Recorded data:
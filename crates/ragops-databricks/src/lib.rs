//! Databricks implementation of the ragops workspace boundary.
//!
//! [`DatabricksClient`] speaks the workspace REST API with a bearer token;
//! [`DatabricksBundleCli`] shells out to the `databricks` CLI for bundle state.

use async_trait::async_trait;
use ragops_core::WorkspaceConfig;
use ragops_runtime::adapter::{
    CurrentUser, DeltaSyncIndexSpec, Experiment, IndexStatus, ModelVersion, RegisteredModel,
    VectorEndpoint, VectorIndex, Volume,
};
use ragops_runtime::{ApiError, WorkspaceApi};
use reqwest::{Method, RequestBuilder, Response, Url};
use serde::Deserialize;
use serde::de::DeserializeOwned;
use serde_json::{Value, json};
use tracing::debug;

mod bundle;
mod error;

pub use bundle::{DEFAULT_CLI_PROGRAM, DatabricksBundleCli};

const VECTOR_ENDPOINT_TYPE: &str = "STANDARD";
const VECTOR_INDEX_TYPE: &str = "DELTA_SYNC";

pub struct DatabricksClient {
    config: WorkspaceConfig,
    http: reqwest::Client,
}

impl DatabricksClient {
    pub fn new(config: WorkspaceConfig) -> Result<Self, ApiError> {
        let http = reqwest::Client::builder()
            .timeout(config.request_timeout())
            .user_agent(concat!("ragops/", env!("CARGO_PKG_VERSION")))
            .build()
            .map_err(error::transport)?;
        Ok(Self { config, http })
    }

    pub fn config(&self) -> &WorkspaceConfig {
        &self.config
    }

    /// Workspace URL for `segments`, each one percent-encoded as a single path segment.
    fn url(&self, segments: &[&str]) -> Result<Url, ApiError> {
        let mut url = Url::parse(&self.config.host).map_err(|e| {
            ApiError::other(format!("invalid workspace host '{}': {}", self.config.host, e))
        })?;
        url.path_segments_mut()
            .map_err(|_| {
                ApiError::other(format!(
                    "workspace host '{}' cannot carry a path",
                    self.config.host
                ))
            })?
            .pop_if_empty()
            .extend(segments);
        Ok(url)
    }

    fn request(&self, method: Method, segments: &[&str]) -> Result<RequestBuilder, ApiError> {
        let url = self.url(segments)?;
        debug!(method = %method, path = %url.path(), "workspace request");
        Ok(self
            .http
            .request(method, url)
            .bearer_auth(&self.config.token))
    }

    async fn send(&self, builder: RequestBuilder) -> Result<Response, ApiError> {
        let response = builder.send().await.map_err(error::transport)?;
        if response.status().is_success() {
            Ok(response)
        } else {
            Err(error::from_response(response).await)
        }
    }

    async fn get_json<T: DeserializeOwned>(
        &self,
        segments: &[&str],
        query: &[(&str, &str)],
    ) -> Result<T, ApiError> {
        let response = self
            .send(self.request(Method::GET, segments)?.query(query))
            .await?;
        let body = response.bytes().await.map_err(error::transport)?;
        serde_json::from_slice(&body).map_err(|e| {
            ApiError::other(format!(
                "unexpected payload from /{}: {}",
                segments.join("/"),
                e
            ))
        })
    }

    async fn post_json(&self, segments: &[&str], body: &Value) -> Result<(), ApiError> {
        self.send(self.request(Method::POST, segments)?.json(body))
            .await
            .map(|_| ())
    }

    async fn delete(&self, segments: &[&str]) -> Result<(), ApiError> {
        self.send(self.request(Method::DELETE, segments)?)
            .await
            .map(|_| ())
    }

    /// Follow `next_page_token` until exhausted, collecting `field` from each page.
    async fn list_all<T: DeserializeOwned>(
        &self,
        segments: &[&str],
        query: &[(&str, &str)],
        field: &str,
    ) -> Result<Vec<T>, ApiError> {
        let mut items = Vec::new();
        let mut page_token: Option<String> = None;
        loop {
            let mut params = query.to_vec();
            if let Some(token) = page_token.as_deref() {
                params.push(("page_token", token));
            }
            let page: Value = self.get_json(segments, &params).await?;
            if let Some(values) = page.get(field) {
                let batch: Vec<T> = serde_json::from_value(values.clone()).map_err(|e| {
                    ApiError::other(format!(
                        "unexpected '{}' payload from /{}: {}",
                        field,
                        segments.join("/"),
                        e
                    ))
                })?;
                items.extend(batch);
            }
            match page
                .get("next_page_token")
                .and_then(Value::as_str)
                .filter(|t| !t.is_empty())
            {
                Some(next) => page_token = Some(next.to_string()),
                None => break,
            }
        }
        Ok(items)
    }
}

#[derive(Debug, Deserialize)]
struct ScimMe {
    #[serde(rename = "userName")]
    user_name: String,
}

#[derive(Debug, Deserialize)]
struct ExperimentResponse {
    experiment: Experiment,
}

#[derive(Debug, Default, Deserialize)]
struct EndpointStatus {
    #[serde(default)]
    state: Option<String>,
    #[serde(default)]
    message: Option<String>,
}

#[derive(Debug, Deserialize)]
struct EndpointInfo {
    name: String,
    #[serde(default)]
    endpoint_status: Option<EndpointStatus>,
}

impl From<EndpointInfo> for VectorEndpoint {
    fn from(info: EndpointInfo) -> Self {
        let status = info.endpoint_status.unwrap_or_default();
        VectorEndpoint {
            name: info.name,
            state: status.state,
            message: status.message,
        }
    }
}

#[derive(Debug, Deserialize)]
struct IndexInfo {
    #[serde(default)]
    status: Option<IndexStatus>,
}

#[async_trait]
impl WorkspaceApi for DatabricksClient {
    async fn current_user(&self) -> Result<CurrentUser, ApiError> {
        let me: ScimMe = self
            .get_json(&["api", "2.0", "preview", "scim", "v2", "Me"], &[])
            .await?;
        Ok(CurrentUser {
            user_name: me.user_name,
        })
    }

    async fn get_schema(&self, full_name: &str) -> Result<(), ApiError> {
        let segments = ["api", "2.1", "unity-catalog", "schemas", full_name];
        self.send(self.request(Method::GET, &segments)?)
            .await
            .map(|_| ())
    }

    async fn delete_app(&self, name: &str) -> Result<(), ApiError> {
        self.delete(&["api", "2.0", "apps", name]).await
    }

    async fn delete_serving_endpoint(&self, name: &str) -> Result<(), ApiError> {
        self.delete(&["api", "2.0", "serving-endpoints", name]).await
    }

    async fn delete_vector_index(&self, index_name: &str) -> Result<(), ApiError> {
        self.delete(&["api", "2.0", "vector-search", "indexes", index_name])
            .await
    }

    async fn delete_vector_endpoint(&self, endpoint_name: &str) -> Result<(), ApiError> {
        self.delete(&["api", "2.0", "vector-search", "endpoints", endpoint_name])
            .await
    }

    async fn delete_table(&self, full_name: &str) -> Result<(), ApiError> {
        self.delete(&["api", "2.1", "unity-catalog", "tables", full_name])
            .await
    }

    async fn get_experiment_by_name(&self, name: &str) -> Result<Option<Experiment>, ApiError> {
        let result: Result<ExperimentResponse, ApiError> = self
            .get_json(
                &["api", "2.0", "mlflow", "experiments", "get-by-name"],
                &[("experiment_name", name)],
            )
            .await;
        match result {
            Ok(response) => Ok(Some(response.experiment)),
            Err(e) if e.is_absent() => Ok(None),
            Err(e) => Err(e),
        }
    }

    async fn delete_experiment(&self, experiment_id: &str) -> Result<(), ApiError> {
        self.post_json(
            &["api", "2.0", "mlflow", "experiments", "delete"],
            &json!({ "experiment_id": experiment_id }),
        )
        .await
    }

    async fn list_registered_models(
        &self,
        catalog: &str,
        schema: &str,
    ) -> Result<Vec<RegisteredModel>, ApiError> {
        self.list_all(
            &["api", "2.1", "unity-catalog", "models"],
            &[("catalog_name", catalog), ("schema_name", schema)],
            "registered_models",
        )
        .await
    }

    async fn list_model_versions(&self, full_name: &str) -> Result<Vec<ModelVersion>, ApiError> {
        self.list_all(
            &["api", "2.1", "unity-catalog", "models", full_name, "versions"],
            &[],
            "model_versions",
        )
        .await
    }

    async fn delete_model_version(&self, full_name: &str, version: u64) -> Result<(), ApiError> {
        let version = version.to_string();
        self.delete(&[
            "api",
            "2.1",
            "unity-catalog",
            "models",
            full_name,
            "versions",
            version.as_str(),
        ])
        .await
    }

    async fn delete_registered_model(&self, full_name: &str) -> Result<(), ApiError> {
        self.delete(&["api", "2.1", "unity-catalog", "models", full_name])
            .await
    }

    async fn list_volumes(&self, catalog: &str, schema: &str) -> Result<Vec<Volume>, ApiError> {
        self.list_all(
            &["api", "2.1", "unity-catalog", "volumes"],
            &[("catalog_name", catalog), ("schema_name", schema)],
            "volumes",
        )
        .await
    }

    async fn delete_volume(&self, full_name: &str) -> Result<(), ApiError> {
        self.delete(&["api", "2.1", "unity-catalog", "volumes", full_name])
            .await
    }

    async fn list_vector_endpoints(&self) -> Result<Vec<VectorEndpoint>, ApiError> {
        let endpoints: Vec<EndpointInfo> = self
            .list_all(&["api", "2.0", "vector-search", "endpoints"], &[], "endpoints")
            .await?;
        Ok(endpoints.into_iter().map(VectorEndpoint::from).collect())
    }

    async fn create_vector_endpoint(&self, name: &str) -> Result<(), ApiError> {
        self.post_json(
            &["api", "2.0", "vector-search", "endpoints"],
            &json!({ "name": name, "endpoint_type": VECTOR_ENDPOINT_TYPE }),
        )
        .await
    }

    async fn get_vector_endpoint(&self, name: &str) -> Result<VectorEndpoint, ApiError> {
        let info: EndpointInfo = self
            .get_json(&["api", "2.0", "vector-search", "endpoints", name], &[])
            .await?;
        Ok(info.into())
    }

    async fn list_vector_indexes(&self, endpoint_name: &str) -> Result<Vec<VectorIndex>, ApiError> {
        self.list_all(
            &["api", "2.0", "vector-search", "indexes"],
            &[("endpoint_name", endpoint_name)],
            "vector_indexes",
        )
        .await
    }

    async fn create_delta_sync_index(&self, spec: &DeltaSyncIndexSpec) -> Result<(), ApiError> {
        let body = json!({
            "name": spec.name,
            "endpoint_name": spec.endpoint_name,
            "primary_key": spec.primary_key,
            "index_type": VECTOR_INDEX_TYPE,
            "delta_sync_index_spec": {
                "source_table": spec.source_table,
                "pipeline_type": spec.pipeline_type,
                "embedding_source_columns": [{
                    "name": spec.embedding_source_column,
                    "embedding_model_endpoint_name": spec.embedding_model_endpoint_name,
                }],
            },
        });
        self.post_json(&["api", "2.0", "vector-search", "indexes"], &body)
            .await
    }

    async fn sync_vector_index(&self, index_name: &str) -> Result<(), ApiError> {
        self.post_json(
            &["api", "2.0", "vector-search", "indexes", index_name, "sync"],
            &json!({}),
        )
        .await
    }

    async fn get_vector_index_status(&self, index_name: &str) -> Result<IndexStatus, ApiError> {
        let info: IndexInfo = self
            .get_json(&["api", "2.0", "vector-search", "indexes", index_name], &[])
            .await?;
        Ok(info.status.unwrap_or(IndexStatus {
            ready: false,
            message: "UNKNOWN".to_string(),
        }))
    }

    async fn get_model_version_by_alias(
        &self,
        full_name: &str,
        alias: &str,
    ) -> Result<ModelVersion, ApiError> {
        self.get_json(
            &["api", "2.1", "unity-catalog", "models", full_name, "aliases", alias],
            &[],
        )
        .await
    }

    async fn set_registered_model_alias(
        &self,
        full_name: &str,
        alias: &str,
        version: u64,
    ) -> Result<(), ApiError> {
        let segments = ["api", "2.1", "unity-catalog", "models", full_name, "aliases", alias];
        self.send(
            self.request(Method::PUT, &segments)?
                .json(&json!({ "version_num": version })),
        )
        .await
        .map(|_| ())
    }
}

**Exercise aim:**
Could you transcribe the entries above word for word, from the line with "from each page." down to the line with "if let Some(token)", keeping both?

**Answer:**
    /// Follow `next_page_token` until exhausted, collecting `field` from each page.
    async fn list_all<T: DeserializeOwned>(
        &self,
        segments: &[&str],
        query: &[(&str, &str)],
        field: &str,
    ) -> Result<Vec<T>, ApiError> {
        let mut items = Vec::new();
        let mut page_token: Option<String> = None;
        loop {
            let mut params = query.to_vec();
            if let Some(token) = page_token.as_deref() {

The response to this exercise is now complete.